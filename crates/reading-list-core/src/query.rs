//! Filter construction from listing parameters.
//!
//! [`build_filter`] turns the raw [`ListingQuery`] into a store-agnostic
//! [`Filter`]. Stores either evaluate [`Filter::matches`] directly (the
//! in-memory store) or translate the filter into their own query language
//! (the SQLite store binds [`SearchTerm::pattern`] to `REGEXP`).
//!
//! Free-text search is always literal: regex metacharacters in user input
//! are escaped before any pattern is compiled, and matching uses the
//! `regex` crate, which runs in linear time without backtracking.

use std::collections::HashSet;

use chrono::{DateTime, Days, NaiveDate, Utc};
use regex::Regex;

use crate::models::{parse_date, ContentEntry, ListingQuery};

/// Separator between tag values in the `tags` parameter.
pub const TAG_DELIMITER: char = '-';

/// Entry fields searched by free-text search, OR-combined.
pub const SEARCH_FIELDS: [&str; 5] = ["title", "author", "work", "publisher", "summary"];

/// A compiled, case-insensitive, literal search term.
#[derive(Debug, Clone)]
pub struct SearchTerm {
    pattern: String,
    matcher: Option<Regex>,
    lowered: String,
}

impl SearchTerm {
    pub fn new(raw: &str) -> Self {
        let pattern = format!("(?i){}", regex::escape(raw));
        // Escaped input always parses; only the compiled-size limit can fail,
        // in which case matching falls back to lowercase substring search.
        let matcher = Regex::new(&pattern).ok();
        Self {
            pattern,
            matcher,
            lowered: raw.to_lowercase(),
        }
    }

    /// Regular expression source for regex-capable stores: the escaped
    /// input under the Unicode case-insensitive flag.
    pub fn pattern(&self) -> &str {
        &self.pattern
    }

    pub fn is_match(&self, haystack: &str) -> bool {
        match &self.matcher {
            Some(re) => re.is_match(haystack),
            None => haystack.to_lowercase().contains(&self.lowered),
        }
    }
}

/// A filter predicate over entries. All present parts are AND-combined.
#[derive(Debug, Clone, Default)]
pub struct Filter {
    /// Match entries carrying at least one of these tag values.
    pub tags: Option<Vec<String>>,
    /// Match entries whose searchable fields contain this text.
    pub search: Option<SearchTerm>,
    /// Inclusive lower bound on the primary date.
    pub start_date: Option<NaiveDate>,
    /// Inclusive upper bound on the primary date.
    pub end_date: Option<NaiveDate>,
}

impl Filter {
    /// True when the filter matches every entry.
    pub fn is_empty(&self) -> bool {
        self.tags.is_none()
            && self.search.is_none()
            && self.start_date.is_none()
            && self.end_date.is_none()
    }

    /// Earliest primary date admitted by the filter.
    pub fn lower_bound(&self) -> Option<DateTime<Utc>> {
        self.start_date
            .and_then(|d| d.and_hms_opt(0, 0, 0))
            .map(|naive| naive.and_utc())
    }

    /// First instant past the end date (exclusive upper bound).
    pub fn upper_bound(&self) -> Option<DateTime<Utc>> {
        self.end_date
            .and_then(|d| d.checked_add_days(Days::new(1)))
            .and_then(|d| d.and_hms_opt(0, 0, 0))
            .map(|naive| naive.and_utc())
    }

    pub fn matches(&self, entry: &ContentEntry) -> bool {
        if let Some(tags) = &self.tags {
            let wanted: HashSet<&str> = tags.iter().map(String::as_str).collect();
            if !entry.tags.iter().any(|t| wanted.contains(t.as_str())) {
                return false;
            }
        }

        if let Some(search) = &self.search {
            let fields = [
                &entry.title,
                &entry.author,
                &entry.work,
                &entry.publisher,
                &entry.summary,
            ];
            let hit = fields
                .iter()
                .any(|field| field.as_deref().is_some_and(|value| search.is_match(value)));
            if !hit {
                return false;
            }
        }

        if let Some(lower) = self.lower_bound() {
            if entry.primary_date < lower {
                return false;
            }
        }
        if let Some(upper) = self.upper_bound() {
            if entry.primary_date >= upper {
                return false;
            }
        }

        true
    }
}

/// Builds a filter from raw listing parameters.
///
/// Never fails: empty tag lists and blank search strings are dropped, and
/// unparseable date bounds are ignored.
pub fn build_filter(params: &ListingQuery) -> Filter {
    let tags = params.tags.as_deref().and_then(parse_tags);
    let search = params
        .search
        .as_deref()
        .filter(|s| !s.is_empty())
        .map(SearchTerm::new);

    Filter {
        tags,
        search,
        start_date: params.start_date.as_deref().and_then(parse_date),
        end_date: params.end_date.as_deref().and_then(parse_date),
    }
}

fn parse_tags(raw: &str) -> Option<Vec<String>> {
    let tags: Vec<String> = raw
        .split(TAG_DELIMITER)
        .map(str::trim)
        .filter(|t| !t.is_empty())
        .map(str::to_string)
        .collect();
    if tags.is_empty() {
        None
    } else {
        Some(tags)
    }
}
_____
Could you reproduce every record above exactly as it stands?

filename crates/reading-list-core/src/query.rs
//! Filter construction from listing parameters.
//!
//! [`build_filter`] turns the raw [`ListingQuery`] into a store-agnostic
//! [`Filter`]. Stores either evaluate [`Filter::matches`] directly (the
//! in-memory store) or translate the filter into their own query language
//! (the SQLite store binds [`SearchTerm::pattern`] to `REGEXP`).
//!
//! Free-text search is always literal: regex metacharacters in user input
//! are escaped before any pattern is compiled, and matching uses the
//! `regex` crate, which runs in linear time without backtracking.

use std::collections::HashSet;

use chrono::{DateTime, Days, NaiveDate, Utc};
use regex::Regex;

use crate::models::{parse_date, ContentEntry, ListingQuery};

/// Separator between tag values in the `tags` parameter.
pub const TAG_DELIMITER: char = '-';

/// Entry fields searched by free-text search, OR-combined.
pub const SEARCH_FIELDS: [&str; 5] = ["title", "author", "work", "publisher", "summary"];

/// A compiled, case-insensitive, literal search term.
#[derive(Debug, Clone)]
pub struct SearchTerm {
    pattern: String,
    matcher: Option<Regex>,
    lowered: String,
}

impl SearchTerm {
    pub fn new(raw: &str) -> Self {
        let pattern = format!("(?i){}", regex::escape(raw));
        // Escaped input always parses; only the compiled-size limit can fail,
        // in which case matching falls back to lowercase substring search.
        let matcher = Regex::new(&pattern).ok();
        Self {
            pattern,
            matcher,
            lowered: raw.to_lowercase(),
        }
    }

    /// Regular expression source for regex-capable stores: the escaped
    /// input under the Unicode case-insensitive flag.
    pub fn pattern(&self) -> &str {
        &self.pattern
    }

    pub fn is_match(&self, haystack: &str) -> bool {
        match &self.matcher {
            Some(re) => re.is_match(haystack),
            None => haystack.to_lowercase().contains(&self.lowered),
        }
    }
}

/// A filter predicate over entries. All present parts are AND-combined.
#[derive(Debug, Clone, Default)]
pub struct Filter {
    /// Match entries carrying at least one of these tag values.
    pub tags: Option<Vec<String>>,
    /// Match entries whose searchable fields contain this text.
    pub search: Option<SearchTerm>,
    /// Inclusive lower bound on the primary date.
    pub start_date: Option<NaiveDate>,
    /// Inclusive upper bound on the primary date.
    pub end_date: Option<NaiveDate>,
}

impl Filter {
    /// True when the filter matches every entry.
    pub fn is_empty(&self) -> bool {
        self.tags.is_none()
            && self.search.is_none()
            && self.start_date.is_none()
            && self.end_date.is_none()
    }

    /// Earliest primary date admitted by the filter.
    pub fn lower_bound(&self) -> Option<DateTime<Utc>> {
        self.start_date
            .and_then(|d| d.and_hms_opt(0, 0, 0))
            .map(|naive| naive.and_utc())
    }

    /// First instant past the end date (exclusive upper bound).
    pub fn upper_bound(&self) -> Option<DateTime<Utc>> {
        self.end_date
            .and_then(|d| d.checked_add_days(Days::new(1)))
            .and_then(|d| d.and_hms_opt(0, 0, 0))
            .map(|naive| naive.and_utc())
    }

    pub fn matches(&self, entry: &ContentEntry) -> bool {
        if let Some(tags) = &self.tags {
            let wanted: HashSet<&str> = tags.iter().map(String::as_str).collect();
            if !entry.tags.iter().any(|t| wanted.contains(t.as_str())) {
                return false;
            }
        }

        if let Some(search) = &self.search {
            let fields = [
                &entry.title,
                &entry.author,
                &entry.work,
                &entry.publisher,
                &entry.summary,
            ];
            let hit = fields
                .iter()
                .any(|field| field.as_deref().is_some_and(|value| search.is_match(value)));
            if !hit {
                return false;
            }
        }

        if let Some(lower) = self.lower_bound() {
            if entry.primary_date < lower {
                return false;
            }
        }
        if let Some(upper) = self.upper_bound() {
            if entry.primary_date >= upper {
                return false;
            }
        }

        true
    }
}

/// Builds a filter from raw listing parameters.
///
/// Never fails: empty tag lists and blank search strings are dropped, and
/// unparseable date bounds are ignored.
pub fn build_filter(params: &ListingQuery) -> Filter {
    let tags = params.tags.as_deref().and_then(parse_tags);
    let search = params
        .search
        .as_deref()
        .filter(|s| !s.is_empty())
        .map(SearchTerm::new);

    Filter {
        tags,
        search,
        start_date: params.start_date.as_deref().and_then(parse_date),
        end_date: params.end_date.as_deref().and_then(parse_date),
    }
}

fn parse_tags(raw: &str) -> Option<Vec<String>> {
    let tags: Vec<String> = raw
        .split(TAG_DELIMITER)
        .map(str::trim)
        .filter(|t| !t.is_empty())
        .map(str::to_string)
        .collect();
    if tags.is_empty() {
        None
    } else {
        Some(tags)
    }
}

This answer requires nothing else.